Because of the uncovered evidence, she explained, the office has a duty to review all cases in the county that resulted in a death sentence, but the sentence has not yet been carried out.

“It’s horrible,” said Michael Collins, senior director of Color Of Change, a civil rights nonprofit. “The prosecutors and judges involved in this scandal engaged in racist and anti-Semitic practices and sent people to their deaths. »

Color Of Change is one of several organizations involved in the Alameda County DA Accountability Table, a coalition of groups seeking to address criminal justice issues in the region.

“For too long, prosecutors have sought to win at all costs, even if that means engaging in constitutional violations, civil rights violations, and anti-Semitic and racially disparate practices that result in death sentences,” he said. Collins said.

Collins said Color Of Change supported the review and he praised Price for speaking out publicly about it. He said the organization is also calling on the U.S. Department of Justice to open a civil rights investigation.

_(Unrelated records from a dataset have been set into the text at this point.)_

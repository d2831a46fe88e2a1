//! The weapon-generation request flow: resolve each player's preset, sample
//! components, name and describe the weapon, roll stats, and assign the mesh
//! file it will be written to.

use std::path::{Path, PathBuf};

use chrono::{DateTime, Utc};
use serde::{Deserialize, Serialize};
use tracing::{debug, info};

use crate::arena::DEFAULT_ARENA;
use crate::describe::DescriptionWriter;
use crate::naming::weapon_name;
use crate::personality::{PersonalityPreset, PresetTable};
use crate::stats::{roll_stats, Rarity};
use crate::{ForgeError, Result, Roller};

pub const DEFAULT_BATCH_SIZE: usize = 4;
pub const DOWNLOAD_PREFIX: &str = "/download/weapon";

fn default_arena() -> String {
    DEFAULT_ARENA.to_string()
}

#[derive(Debug, Clone, PartialEq, Eq, Serialize, Deserialize)]
pub struct BatchRequest {
    pub player1_personality: String,
    pub player2_personality: String,
    #[serde(default = "default_arena")]
    pub arena_theme: String,
}

impl BatchRequest {
    pub fn new(p1: &str, p2: &str, arena_theme: &str) -> Self {
        Self {
            player1_personality: p1.to_string(),
            player2_personality: p2.to_string(),
            arena_theme: arena_theme.to_string(),
        }
    }

    fn validate(&self) -> Result<()> {
        if self.player1_personality.trim().is_empty() {
            return Err(ForgeError::InvalidRequest(
                "missing required field: player1_personality".to_string(),
            ));
        }
        if self.player2_personality.trim().is_empty() {
            return Err(ForgeError::InvalidRequest(
                "missing required field: player2_personality".to_string(),
            ));
        }
        Ok(())
    }
}

/// One sampled value from each component list of a preset.
#[derive(Debug, Clone, PartialEq, Eq, Serialize, Deserialize)]
pub struct WeaponParts {
    pub weapon_type: String,
    pub material: String,
    pub effect: String,
    pub descriptor: String,
}

impl WeaponParts {
    pub fn sample(roller: &mut Roller, name: &str, preset: &PersonalityPreset) -> Result<Self> {
        Ok(Self {
            weapon_type: pick(roller, name, &preset.weapon_types, "weapon types")?,
            material: pick(roller, name, &preset.materials, "materials")?,
            effect: pick(roller, name, &preset.effects, "effects")?,
            descriptor: pick(roller, name, &preset.descriptors, "descriptors")?,
        })
    }
}

fn pick(roller: &mut Roller, name: &str, list: &[String], label: &'static str) -> Result<String> {
    roller
        .pick(list)
        .cloned()
        .ok_or_else(|| ForgeError::EmptyComponent(name.to_string(), label))
}

#[derive(Debug, Clone, Default, PartialEq, Serialize, Deserialize)]
pub struct WeaponRecord {
    #[serde(rename = "weaponName", default)]
    pub weapon_name: String,
    #[serde(default)]
    pub description: String,
    #[serde(rename = "fileLocation", default)]
    pub file_location: String,
    #[serde(rename = "webPath", default)]
    pub web_path: String,
    #[serde(rename = "generatedAt", default)]
    pub generated_at: Option<DateTime<Utc>>,
    #[serde(default)]
    pub damage: i32,
    #[serde(default)]
    pub speed: i32,
    #[serde(default)]
    pub player: u8,
    #[serde(default)]
    pub personality: String,
    #[serde(default)]
    pub arena_theme: String,
    #[serde(default)]
    pub weapon_type: String,
    #[serde(default)]
    pub material: String,
    #[serde(default)]
    pub effect: String,
    #[serde(default)]
    pub descriptor: String,
    #[serde(default)]
    pub rarity: Option<Rarity>,
}

impl WeaponRecord {
    pub fn file_name(&self) -> Option<String> {
        Path::new(&self.file_location)
            .file_name()
            .map(|n| n.to_string_lossy().into_owned())
    }
}

pub fn weapon_file_name(timestamp: i64, index: usize, format: &str) -> String {
    format!("weapon_{}_{}.{}", timestamp, index, format)
}

pub fn web_path_for(file_name: &str) -> String {
    format!("{}/{}", DOWNLOAD_PREFIX, file_name)
}

pub struct WeaponForge {
    presets: PresetTable,
    writer: Box<dyn DescriptionWriter>,
    roller: Roller,
    output_dir: PathBuf,
    format: String,
    batch_size: usize,
}

impl WeaponForge {
    pub fn new(presets: PresetTable, writer: Box<dyn DescriptionWriter>, roller: Roller) -> Self {
        Self {
            presets,
            writer,
            roller,
            output_dir: PathBuf::from("generated_weapons"),
            format: "obj".to_string(),
            batch_size: DEFAULT_BATCH_SIZE,
        }
    }

    pub fn with_output(mut self, output_dir: impl Into<PathBuf>, format: &str) -> Self {
        self.output_dir = output_dir.into();
        self.format = format.to_string();
        self
    }

    pub fn with_batch_size(mut self, batch_size: usize) -> Self {
        self.batch_size = batch_size;
        self
    }

    pub fn presets(&self) -> &PresetTable {
        &self.presets
    }

    pub fn presets_mut(&mut self) -> &mut PresetTable {
        &mut self.presets
    }

    pub fn writer_backend(&self) -> &'static str {
        self.writer.backend()
    }

    pub fn writer_available(&self) -> bool {
        self.writer.is_available()
    }

    pub fn output_dir(&self) -> &Path {
        &self.output_dir
    }

    pub fn format(&self) -> &str {
        &self.format
    }

    /// Generate a single weapon for `player` from the named personality.
    pub fn forge_one(&mut self, personality: &str, arena_theme: &str, player: u8) -> Result<WeaponRecord> {
        let preset = self.presets.resolve(personality)?;
        let parts = WeaponParts::sample(&mut self.roller, personality, preset)?;
        let stats = roll_stats(&mut self.roller, preset);
        let weapon_name = weapon_name(&mut self.roller, &parts);
        let description = self.writer.describe(&mut self.roller, &parts, arena_theme);
        debug!(%weapon_name, player, personality, "forged weapon");

        Ok(WeaponRecord {
            weapon_name,
            description,
            file_location: String::new(),
            web_path: String::new(),
            generated_at: None,
            damage: stats.damage,
            speed: stats.speed,
            player,
            personality: personality.to_string(),
            arena_theme: arena_theme.to_string(),
            weapon_type: parts.weapon_type,
            material: parts.material,
            effect: parts.effect,
            descriptor: parts.descriptor,
            rarity: Some(stats.rarity),
        })
    }

    /// Player 1 gets the larger half of an odd batch and always comes first.
    pub fn forge_batch(&mut self, request: &BatchRequest, stamp: DateTime<Utc>) -> Result<Vec<WeaponRecord>> {
        request.validate()?;
        if self.batch_size == 0 {
            return Err(ForgeError::InvalidRequest("batch size must be at least 1".to_string()));
        }
        let first_half = self.batch_size.div_ceil(2);
        let timestamp = stamp.timestamp();

        let mut weapons = Vec::with_capacity(self.batch_size);
        for index in 0..self.batch_size {
            let (player, personality) = if index < first_half {
                (1, request.player1_personality.as_str())
            } else {
                (2, request.player2_personality.as_str())
            };
            let mut weapon = self.forge_one(personality, &request.arena_theme, player)?;
            let file_name = weapon_file_name(timestamp, index, &self.format);
            weapon.file_location = self.output_dir.join(&file_name).to_string_lossy().into_owned();
            weapon.web_path = web_path_for(&file_name);
            weapon.generated_at = Some(stamp);
            weapons.push(weapon);
        }

        info!(
            count = weapons.len(),
            p1 = %request.player1_personality,
            p2 = %request.player2_personality,
            arena = %request.arena_theme,
            "forged weapon batch"
        );
        Ok(weapons)
    }
}
use rand::seq::SliceRandom;
use rand::{Rng, SeedableRng};
use rand_chacha::ChaCha8Rng;

pub mod api;
pub mod arena;
pub mod config;
pub mod content;
pub mod describe;
pub mod error;
pub mod forge;
pub mod jobs;
pub mod library;
pub mod llm;
pub mod mesh;
pub mod naming;
pub mod personality;
pub mod stats;
pub mod tracker;

pub use error::{ForgeError, Result};
pub use forge::{BatchRequest, WeaponForge, WeaponParts, WeaponRecord};
pub use personality::{PersonalityPreset, PresetTable};
pub use stats::{Rarity, StatLine};

/// Seeded random source shared by every sampling step of a batch.
pub struct Roller {
    rng: ChaCha8Rng,
}

impl Roller {
    pub fn from_seed(seed: u64) -> Self {
        Self { rng: ChaCha8Rng::seed_from_u64(seed) }
    }

    pub fn from_entropy() -> Self {
        Self { rng: ChaCha8Rng::from_entropy() }
    }

    /// Uniform choice; `None` only for an empty slice.
    pub fn pick<'a, T>(&mut self, items: &'a [T]) -> Option<&'a T> {
        items.choose(&mut self.rng)
    }

    pub fn range_inclusive(&mut self, lo: i32, hi: i32) -> i32 {
        if hi <= lo {
            return lo;
        }
        self.rng.gen_range(lo..=hi)
    }

    /// Uniform in `[0, 1)`.
    pub fn chance(&mut self) -> f64 {
        self.rng.gen_range(0.0..1.0)
    }
}
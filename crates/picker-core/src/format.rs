use crate::constants::CM_PER_INCH;
use std::fmt;

/// Value text at a fixed precision; whole-step domains print without a
/// fractional part.
#[inline]
pub fn format_value(value: f64, decimal_places: u32) -> String {
    format!("{:.*}", decimal_places as usize, value)
}

/// Value plus unit, e.g. `72.5 kg`.
#[derive(Clone, Debug, PartialEq)]
pub struct ValueLabel<'a> {
    pub value: f64,
    pub decimal_places: u32,
    pub unit: &'a str,
}

impl fmt::Display for ValueLabel<'_> {
    fn fmt(&self, f: &mut fmt::Formatter<'_>) -> fmt::Result {
        let text = format_value(self.value, self.decimal_places);
        if self.unit.is_empty() {
            f.write_str(&text)
        } else {
            write!(f, "{} {}", text, self.unit)
        }
    }
}

/// Whole feet and rounded inches for a height in centimetres. Rounding up to
/// 12 inches carries into the next foot.
pub fn cm_to_feet_inches(cm: f64) -> (u32, u32) {
    let total_inches = (cm.max(0.0) / CM_PER_INCH).round() as u32;
    (total_inches / 12, total_inches % 12)
}

pub fn format_feet_inches(cm: f64) -> String {
    let (feet, inches) = cm_to_feet_inches(cm);
    format!("{}'{}\"", feet, inches)
}
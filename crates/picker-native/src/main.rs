use picker_core::{
    format_feet_inches, Commit, GestureSample, HapticError, HapticTier, Orientation,
    PickerConfig, PickerController, Phase, ValueLabel,
};
use std::time::Duration;

const FRAME: Duration = Duration::from_micros(16_667);
const SETTLE_FRAME_LIMIT: usize = 600;

/// One scripted interaction.
#[derive(Clone, Copy, Debug)]
enum Step {
    /// Press, move `items` worth of pointer travel over `ms`, release.
    Drag { items: f64, ms: u64 },
    Nudge(f64),
    Select(f64),
    /// Start a nudge, grab the picker after `frames` and let go in place.
    Interrupt { delta: f64, frames: usize },
}

struct Replay {
    picker: PickerController,
    px_per_item: f64,
    elapsed: Duration,
}

impl Replay {
    fn new(config: PickerConfig) -> anyhow::Result<Self> {
        let px_per_item = match config.orientation {
            Orientation::Dial { degrees_per_px } => config.unit_extent / degrees_per_px,
            Orientation::Vertical | Orientation::Horizontal => config.unit_extent,
        };
        let picker = PickerController::new(
            config,
            |c: &Commit| log::info!("[commit] {:?} {} (index {})", c.kind, c.value, c.index),
            |tier: HapticTier| -> Result<(), HapticError> {
                log::info!("[haptics] {:?}", tier);
                Ok(())
            },
        )?;
        Ok(Self {
            picker,
            px_per_item,
            elapsed: Duration::ZERO,
        })
    }

    fn run(&mut self, step: Step) {
        log::info!("[replay] {:?} at {:.3}s", step, self.elapsed.as_secs_f64());
        match step {
            Step::Drag { items, ms } => self.drag(items * self.px_per_item, ms),
            Step::Nudge(delta) => self.picker.nudge(delta),
            Step::Select(value) => self.picker.select_value(value),
            Step::Interrupt { delta, frames } => {
                self.picker.nudge(delta);
                for _ in 0..frames {
                    self.frame();
                }
                self.picker.gesture_start();
                self.picker.gesture_end(GestureSample::default());
            }
        }
        self.settle();
    }

    fn drag(&mut self, distance_px: f64, ms: u64) {
        let orientation = self.picker.config().orientation;
        let frames = ((ms as f64 / (FRAME.as_secs_f64() * 1000.0)).ceil() as usize).max(1);
        let velocity = distance_px / ms.max(1) as f64;
        self.picker.gesture_start();
        for i in 1..=frames {
            let travelled = distance_px * i as f64 / frames as f64;
            self.picker
                .gesture_move(GestureSample::along(orientation, travelled, velocity));
            self.elapsed += FRAME;
        }
        self.picker
            .gesture_end(GestureSample::along(orientation, distance_px, velocity));
    }

    fn settle(&mut self) {
        for _ in 0..SETTLE_FRAME_LIMIT {
            if self.picker.phase() != Phase::Settling {
                return;
            }
            self.frame();
        }
        log::warn!("[replay] still settling after {} frames", SETTLE_FRAME_LIMIT);
    }

    fn frame(&mut self) {
        self.picker.tick(FRAME);
        self.elapsed += FRAME;
    }
}

/// Slow drag, fast fling, every quick step, the first quick value and an
/// interrupted settle.
fn default_script(config: &PickerConfig) -> Vec<Step> {
    let mut steps = vec![
        Step::Drag {
            items: 5.0,
            ms: 600,
        },
        Step::Drag {
            items: -3.0,
            ms: 50,
        },
    ];
    steps.extend(config.quick_steps.iter().copied().map(Step::Nudge));
    steps.extend(config.quick_values.first().copied().map(Step::Select));
    if let Some(&widest) = config
        .quick_steps
        .iter()
        .max_by(|a, b| a.abs().total_cmp(&b.abs()))
    {
        steps.push(Step::Interrupt {
            delta: widest,
            frames: 3,
        });
    }
    steps
}

fn main() -> anyhow::Result<()> {
    env_logger::Builder::from_env(env_logger::Env::default().default_filter_or("info")).init();

    let preset = std::env::args().nth(1).unwrap_or_else(|| "height".to_string());
    let config = PickerConfig::preset(&preset)?;
    let script = default_script(&config);
    log::info!(
        "[replay] preset {} starts at {} with {} steps",
        preset,
        config.initial_value,
        script.len()
    );

    let mut replay = Replay::new(config)?;
    for step in script {
        replay.run(step);
    }

    let picker = &replay.picker;
    let config = picker.config();
    let label = ValueLabel {
        value: picker.value(),
        decimal_places: config.domain.decimal_places(),
        unit: &config.unit_label,
    };
    if config.unit_label == "cm" {
        log::info!("[replay] final {} ({})", label, format_feet_inches(picker.value()));
    } else {
        log::info!("[replay] final {}", label);
    }
    Ok(())
}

Price said his office was in contact with Dykes’ attorneys about how to proceed in his case, but that discussions were still ongoing. “We don’t know yet what is appropriate,” she said.

Dykes, who was 20 at the time, was convicted of murdering 9-year-old Lance Clark and trying to kill the boy’s grandmother, Bernice Clark, during an attempted robbery, according to court records.

He was unemployed when he tried to rob Clark, who owned the building he lived in, according to court records.

The Alameda County District Attorney’s Office also contacts victims and survivors in cases affected by the federal review order, Price said.

“We recognize how terrible this is and it’s something we need to fix,” she said.

California Governor Gavin Newsom announced a moratorium on the death penalty in 2019, but hundreds of people remain on the state’s death row.